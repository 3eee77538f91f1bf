use std::path::Path;
use std::time::Duration;

use tracing::debug;

use crate::error::CacheError;

#[derive(Debug, Clone, PartialEq, Eq)]
pub struct Request {
    pub method: String,
    pub url: String,
    pub headers: Vec<(String, String)>,
}

impl Request {
    pub fn new(method: impl Into<String>, url: impl Into<String>) -> Self {
        Self {
            method: method.into().to_ascii_uppercase(),
            url: url.into(),
            headers: Vec::new(),
        }
    }

    pub fn get(url: impl Into<String>) -> Self {
        Self::new("GET", url)
    }

    pub fn with_header(mut self, name: impl Into<String>, value: impl Into<String>) -> Self {
        self.headers.push((name.into(), value.into()));
        self
    }

    pub fn is_get(&self) -> bool {
        self.method == "GET"
    }

    /// Cache key: method plus URL.
    pub fn identity(&self) -> String {
        format!("{} {}", self.method, self.url)
    }
}

#[derive(Debug, Clone, PartialEq, Eq)]
pub struct Response {
    pub status: u16,
    pub headers: Vec<(String, String)>,
    pub body: Vec<u8>,
}

impl Response {
    pub fn ok(body: impl Into<Vec<u8>>) -> Self {
        Self {
            status: 200,
            headers: Vec::new(),
            body: body.into(),
        }
    }

    pub fn with_status(status: u16, body: impl Into<Vec<u8>>) -> Self {
        Self {
            status,
            headers: Vec::new(),
            body: body.into(),
        }
    }

    /// Only plain 200 responses are worth caching.
    pub fn is_success(&self) -> bool {
        self.status == 200
    }
}

pub trait Transport: Send + Sync {
    fn send(&self, request: &Request) -> Result<Response, CacheError>;
}

/// Live transport: `http(s)://` through reqwest, everything else from disk.
pub struct NetTransport {
    client: reqwest::blocking::Client,
}

impl NetTransport {
    pub fn new() -> Result<Self, CacheError> {
        let client = reqwest::blocking::Client::builder()
            .timeout(Duration::from_secs(15))
            .user_agent(concat!("applaunch/", env!("CARGO_PKG_VERSION")))
            .build()
            .map_err(|e| CacheError::Transport {
                url: String::new(),
                message: e.to_string(),
            })?;
        Ok(Self { client })
    }

    fn send_http(&self, request: &Request) -> Result<Response, CacheError> {
        let transport_err = |e: &dyn std::fmt::Display| CacheError::Transport {
            url: request.url.clone(),
            message: e.to_string(),
        };

        let method = reqwest::Method::from_bytes(request.method.as_bytes())
            .map_err(|e| transport_err(&e))?;
        let mut builder = self.client.request(method, &request.url);
        for (name, value) in &request.headers {
            builder = builder.header(name.as_str(), value.as_str());
        }

        let res = builder.send().map_err(|e| transport_err(&e))?;
        let status = res.status().as_u16();
        let headers = res
            .headers()
            .iter()
            .filter_map(|(name, value)| {
                value
                    .to_str()
                    .ok()
                    .map(|v| (name.as_str().to_string(), v.to_string()))
            })
            .collect();
        let body = res.bytes().map_err(|e| transport_err(&e))?.to_vec();

        debug!(url = %request.url, status, bytes = body.len(), "http response");
        Ok(Response {
            status,
            headers,
            body,
        })
    }
}

impl Transport for NetTransport {
    fn send(&self, request: &Request) -> Result<Response, CacheError> {
        if is_http(&request.url) {
            return self.send_http(request);
        }
        read_local(&request.url)
    }
}

fn is_http(url: &str) -> bool {
    let lower = url.to_ascii_lowercase();
    lower.starts_with("http://") || lower.starts_with("https://")
}

fn read_local(url: &str) -> Result<Response, CacheError> {
    let path = url.strip_prefix("file://").unwrap_or(url);
    let body = std::fs::read(Path::new(path)).map_err(|e| CacheError::Transport {
        url: url.to_string(),
        message: e.to_string(),
    })?;
    debug!(path, bytes = body.len(), "read local resource");
    Ok(Response::ok(body))
}

#[cfg(test)]
mod tests {
    use super::*;

    #[test]
    fn test_identity_uppercases_method() {
        let req = Request::new("get", "https://x/apps.json");
        assert!(req.is_get());
        assert_eq!(req.identity(), "GET https://x/apps.json");
        assert_ne!(req.identity(), Request::new("POST", "https://x/apps.json").identity());
    }

    #[test]
    fn test_only_200_is_success() {
        assert!(Response::ok("x").is_success());
        assert!(!Response::with_status(204, "").is_success());
        assert!(!Response::with_status(404, "").is_success());
    }

    #[test]
    fn test_local_file_read() {
        let dir = tempfile::tempdir().unwrap();
        let path = dir.path().join("apps.json");
        std::fs::write(&path, b"[]").unwrap();

        let transport = NetTransport::new().unwrap();
        let res = transport
            .send(&Request::get(path.to_string_lossy().to_string()))
            .unwrap();
        assert_eq!(res.body, b"[]");

        let file_url = format!("file://{}", path.display());
        assert!(transport.send(&Request::get(file_url)).is_ok());
    }

    #[test]
    fn test_missing_local_file_is_transport_error() {
        let transport = NetTransport::new().unwrap();
        let err = transport
            .send(&Request::get("/definitely/not/here/apps.json"))
            .unwrap_err();
        assert!(matches!(err, CacheError::Transport { .. }));
    }
}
****************
• [Task goal] Each record should be repeated in full, exactly as it is written.

• [Your response]
repository 3eee77538f91f1bf
use std::path::Path;
use std::time::Duration;

use tracing::debug;

use crate::error::CacheError;

#[derive(Debug, Clone, PartialEq, Eq)]
pub struct Request {
    pub method: String,
    pub url: String,
    pub headers: Vec<(String, String)>,
}

impl Request {
    pub fn new(method: impl Into<String>, url: impl Into<String>) -> Self {
        Self {
            method: method.into().to_ascii_uppercase(),
            url: url.into(),
            headers: Vec::new(),
        }
    }

    pub fn get(url: impl Into<String>) -> Self {
        Self::new("GET", url)
    }

    pub fn with_header(mut self, name: impl Into<String>, value: impl Into<String>) -> Self {
        self.headers.push((name.into(), value.into()));
        self
    }

    pub fn is_get(&self) -> bool {
        self.method == "GET"
    }

    /// Cache key: method plus URL.
    pub fn identity(&self) -> String {
        format!("{} {}", self.method, self.url)
    }
}

#[derive(Debug, Clone, PartialEq, Eq)]
pub struct Response {
    pub status: u16,
    pub headers: Vec<(String, String)>,
    pub body: Vec<u8>,
}

impl Response {
    pub fn ok(body: impl Into<Vec<u8>>) -> Self {
        Self {
            status: 200,
            headers: Vec::new(),
            body: body.into(),
        }
    }

    pub fn with_status(status: u16, body: impl Into<Vec<u8>>) -> Self {
        Self {
            status,
            headers: Vec::new(),
            body: body.into(),
        }
    }

    /// Only plain 200 responses are worth caching.
    pub fn is_success(&self) -> bool {
        self.status == 200
    }
}

pub trait Transport: Send + Sync {
    fn send(&self, request: &Request) -> Result<Response, CacheError>;
}

/// Live transport: `http(s)://` through reqwest, everything else from disk.
pub struct NetTransport {
    client: reqwest::blocking::Client,
}

impl NetTransport {
    pub fn new() -> Result<Self, CacheError> {
        let client = reqwest::blocking::Client::builder()
            .timeout(Duration::from_secs(15))
            .user_agent(concat!("applaunch/", env!("CARGO_PKG_VERSION")))
            .build()
            .map_err(|e| CacheError::Transport {
                url: String::new(),
                message: e.to_string(),
            })?;
        Ok(Self { client })
    }

    fn send_http(&self, request: &Request) -> Result<Response, CacheError> {
        let transport_err = |e: &dyn std::fmt::Display| CacheError::Transport {
            url: request.url.clone(),
            message: e.to_string(),
        };

        let method = reqwest::Method::from_bytes(request.method.as_bytes())
            .map_err(|e| transport_err(&e))?;
        let mut builder = self.client.request(method, &request.url);
        for (name, value) in &request.headers {
            builder = builder.header(name.as_str(), value.as_str());
        }

        let res = builder.send().map_err(|e| transport_err(&e))?;
        let status = res.status().as_u16();
        let headers = res
            .headers()
            .iter()
            .filter_map(|(name, value)| {
                value
                    .to_str()
                    .ok()
                    .map(|v| (name.as_str().to_string(), v.to_string()))
            })
            .collect();
        let body = res.bytes().map_err(|e| transport_err(&e))?.to_vec();

        debug!(url = %request.url, status, bytes = body.len(), "http response");
        Ok(Response {
            status,
            headers,
            body,
        })
    }
}

impl Transport for NetTransport {
    fn send(&self, request: &Request) -> Result<Response, CacheError> {
        if is_http(&request.url) {
            return self.send_http(request);
        }
        read_local(&request.url)
    }
}

fn is_http(url: &str) -> bool {
    let lower = url.to_ascii_lowercase();
    lower.starts_with("http://") || lower.starts_with("https://")
}

fn read_local(url: &str) -> Result<Response, CacheError> {
    let path = url.strip_prefix("file://").unwrap_or(url);
    let body = std::fs::read(Path::new(path)).map_err(|e| CacheError::Transport {
        url: url.to_string(),
        message: e.to_string(),
    })?;
    debug!(path, bytes = body.len(), "read local resource");
    Ok(Response::ok(body))
}

#[cfg(test)]
mod tests {
    use super::*;

    #[test]
    fn test_identity_uppercases_method() {
        let req = Request::new("get", "https://x/apps.json");
        assert!(req.is_get());
        assert_eq!(req.identity(), "GET https://x/apps.json");
        assert_ne!(req.identity(), Request::new("POST", "https://x/apps.json").identity());
    }

    #[test]
    fn test_only_200_is_success() {
        assert!(Response::ok("x").is_success());
        assert!(!Response::with_status(204, "").is_success());
        assert!(!Response::with_status(404, "").is_success());
    }

    #[test]
    fn test_local_file_read() {
        let dir = tempfile::tempdir().unwrap();
        let path = dir.path().join("apps.json");
        std::fs::write(&path, b"[]").unwrap();

        let transport = NetTransport::new().unwrap();
        let res = transport
            .send(&Request::get(path.to_string_lossy().to_string()))
            .unwrap();
        assert_eq!(res.body, b"[]");

        let file_url = format!("file://{}", path.display());
        assert!(transport.send(&Request::get(file_url)).is_ok());
    }

    #[test]
    fn test_missing_local_file_is_transport_error() {
        let transport = NetTransport::new().unwrap();
        let err = transport
            .send(&Request::get("/definitely/not/here/apps.json"))
            .unwrap_err();
        assert!(matches!(err, CacheError::Transport { .. }));
    }
}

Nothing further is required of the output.